Also in connection with the Extension, CHP and Accelus agreed subject to certain conditions to deposit into the Trust Account $0.0333 per share for each month of the Extension period (the “Monthly Contribution”), pro-rated
for partial months during the Extension period, resulting in a maximum contribution of $0.20 per share of CHP Class A common stock that was not redeemed in connection with the Extension Meeting, or an aggregate of $3,722,200.60 (the “Maximum Contribution”).

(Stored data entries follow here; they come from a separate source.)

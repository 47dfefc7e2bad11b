use crate::{Color, CompositeOperator, FloatRect, IntRect, IntSize};

pub const BYTES_PER_PIXEL: usize = 4;

/// Tightly packed, premultiplied RGBA8 pixels, row-major.
#[derive(Clone, PartialEq, Eq)]
pub struct PixelBuffer {
    size: IntSize,
    data: Vec<u8>,
}

impl std::fmt::Debug for PixelBuffer {
    fn fmt(&self, formatter: &mut std::fmt::Formatter<'_>) -> std::fmt::Result {
        formatter
            .debug_struct("PixelBuffer")
            .field("size", &self.size)
            .field("bytes", &self.data.len())
            .finish()
    }
}

impl PixelBuffer {
    pub fn new(size: IntSize) -> Self {
        let size = if size.is_empty() {
            IntSize::default()
        } else {
            size
        };
        Self {
            size,
            data: vec![0; size.area() as usize * BYTES_PER_PIXEL],
        }
    }

    pub fn size(&self) -> IntSize {
        self.size
    }

    pub fn stride(&self) -> usize {
        self.size.width.max(0) as usize * BYTES_PER_PIXEL
    }

    pub fn bytes(&self) -> &[u8] {
        &self.data
    }

    pub fn bounds(&self) -> IntRect {
        IntRect::from_size(self.size)
    }

    /// Premultiplied pixel at `(x, y)`, `None` outside the buffer.
    pub fn pixel(&self, x: i32, y: i32) -> Option<[u8; 4]> {
        if x < 0 || y < 0 || x >= self.size.width || y >= self.size.height {
            return None;
        }
        let offset = self.offset(x, y);
        let mut out = [0; 4];
        out.copy_from_slice(&self.data[offset..offset + BYTES_PER_PIXEL]);
        Some(out)
    }

    pub fn clear(&mut self, color: Color) {
        let value = color.premultiplied();
        for pixel in self.data.chunks_exact_mut(BYTES_PER_PIXEL) {
            pixel.copy_from_slice(&value);
        }
    }

    pub fn fill_rect(&mut self, rect: IntRect, color: Color, operator: CompositeOperator) {
        let target = rect.intersection(self.bounds());
        if target.is_empty() {
            return;
        }
        let source = color.premultiplied();
        for y in target.y..target.max_y() {
            for x in target.x..target.max_x() {
                let offset = self.offset(x, y);
                let destination = &mut self.data[offset..offset + BYTES_PER_PIXEL];
                composite_pixel(destination, source, operator);
            }
        }
    }

    /// Draws `source` scaled into `destination`, nearest-neighbour sampled,
    /// restricted to `clip` (in this buffer's coordinates).
    pub fn draw_buffer(
        &mut self,
        source: &PixelBuffer,
        destination: FloatRect,
        opacity: f32,
        clip: IntRect,
    ) {
        if source.size.is_empty() || destination.is_empty() || opacity <= 0.0 {
            return;
        }
        let target = destination
            .enclosing_int_rect()
            .intersection(clip)
            .intersection(self.bounds());
        if target.is_empty() {
            return;
        }
        let scale_x = source.size.width as f32 / destination.width;
        let scale_y = source.size.height as f32 / destination.height;
        let alpha = (opacity.clamp(0.0, 1.0) * 255.0).round() as u32;
        for y in target.y..target.max_y() {
            let source_y = ((y as f32 + 0.5 - destination.y) * scale_y).floor() as i32;
            if source_y < 0 || source_y >= source.size.height {
                continue;
            }
            for x in target.x..target.max_x() {
                let source_x = ((x as f32 + 0.5 - destination.x) * scale_x).floor() as i32;
                if source_x < 0 || source_x >= source.size.width {
                    continue;
                }
                let source_offset = source.offset(source_x, source_y);
                let mut texel = [0u8; 4];
                texel.copy_from_slice(&source.data[source_offset..source_offset + BYTES_PER_PIXEL]);
                if alpha < 255 {
                    for channel in texel.iter_mut() {
                        *channel = ((*channel as u32 * alpha + 127) / 255) as u8;
                    }
                }
                let offset = self.offset(x, y);
                composite_pixel(
                    &mut self.data[offset..offset + BYTES_PER_PIXEL],
                    texel,
                    CompositeOperator::SourceOver,
                );
            }
        }
    }

    fn offset(&self, x: i32, y: i32) -> usize {
        y as usize * self.stride() + x as usize * BYTES_PER_PIXEL
    }
}

fn composite_pixel(destination: &mut [u8], source: [u8; 4], operator: CompositeOperator) {
    match operator {
        CompositeOperator::Copy => destination.copy_from_slice(&source),
        CompositeOperator::SourceOver => {
            let inverse_alpha = 255 - source[3] as u32;
            for (channel, value) in destination.iter_mut().zip(source) {
                *channel = (value as u32 + (*channel as u32 * inverse_alpha + 127) / 255).min(255) as u8;
            }
        }
    }
}

#[cfg(test)]
mod tests {
    use super::*;

    #[test]
    fn fill_rect_is_clipped_to_bounds() {
        let mut buffer = PixelBuffer::new(IntSize::new(4, 4));
        buffer.fill_rect(IntRect::new(2, 2, 10, 10), Color::WHITE, CompositeOperator::SourceOver);
        assert_eq!(buffer.pixel(3, 3), Some([255, 255, 255, 255]));
        assert_eq!(buffer.pixel(1, 1), Some([0, 0, 0, 0]));
        assert_eq!(buffer.pixel(4, 4), None);
    }

    #[test]
    fn copy_operator_replaces_destination_alpha() {
        let mut buffer = PixelBuffer::new(IntSize::new(1, 1));
        buffer.clear(Color::WHITE);
        buffer.fill_rect(
            IntRect::new(0, 0, 1, 1),
            Color::TRANSPARENT_BLACK,
            CompositeOperator::Copy,
        );
        assert_eq!(buffer.pixel(0, 0), Some([0, 0, 0, 0]));
    }

    #[test]
    fn draw_buffer_scales_nearest_neighbour() {
        let mut source = PixelBuffer::new(IntSize::new(1, 1));
        source.clear(Color::rgba(0, 255, 0, 255));
        let mut target = PixelBuffer::new(IntSize::new(4, 4));
        target.draw_buffer(
            &source,
            FloatRect::new(0.0, 0.0, 2.0, 2.0),
            1.0,
            target.bounds(),
        );
        assert_eq!(target.pixel(1, 1), Some([0, 255, 0, 255]));
        assert_eq!(target.pixel(2, 2), Some([0, 0, 0, 0]));
    }

    #[test]
    fn empty_size_allocates_nothing() {
        let buffer = PixelBuffer::new(IntSize::new(-3, 4));
        assert!(buffer.bytes().is_empty());
        assert_eq!(buffer.stride(), 0);
    }
}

Effecting our initial business combination
General
We are not presently engaged in any operations. We intend to effectuate our initial business combination using cash from the trust account and the sale of the private placement warrants, our capital stock, debt or a combination of these as the consideration to be paid in our initial business combination. We may seek to complete our initial business combination with a company or business that may be financially unstable or in its early stages of development or growth, which would subject us to the numerous risks inherent in such companies and businesses.
If our initial business combination is paid for using equity or debt or not all of the funds released from the Trust Account are used for payment of the consideration in connection with our initial business combination or used for redemption of our public shares, we may apply the balance of the cash released to us from the Trust Account for general corporate purposes, including for maintenance or expansion of operations of post-transaction businesses, the payment of principal or interest due on indebtedness incurred in completing our initial business combination, to fund the purchase of other companies or for working capital.
We may seek to raise additional funds through a private offering of debt or equity securities in connection with the completion of our initial business combination, and we may effectuate our initial business combination using proceeds of such offering rather than using the amounts held in the Trust Account.
In the case of an initial business combination funded with assets other than the Trust Account assets, our tender offer documents or proxy materials disclosing the business combination would disclose the terms of the financing and, only if required by law or we decide to do so for business or other reasons, we would seek stockholder approval of such financing. There are no prohibitions on our ability to raise funds privately or through loans in connection with our initial business combination. At this time, we are not a party to any arrangement or understanding with any third party with respect to raising any additional funds through the sale of securities or otherwise.
Nasdaq listing rules require that our initial business combination must be with one or more target businesses that together have an aggregate fair market value equal to at least 80% of the value of the Trust Account (excluding any deferred underwriters fees and taxes payable on the income earned on the Trust Account) at the time of our signing a definitive agreement in connection with our initial business combination. We refer to this as the 80% of net assets test. If our board of directors is not able to independently determine the fair market value of the target business or businesses, we will obtain an opinion from an independent investment banking firm that is a member of FINRA, or from an independent accounting firm, with respect to the satisfaction of such criteria.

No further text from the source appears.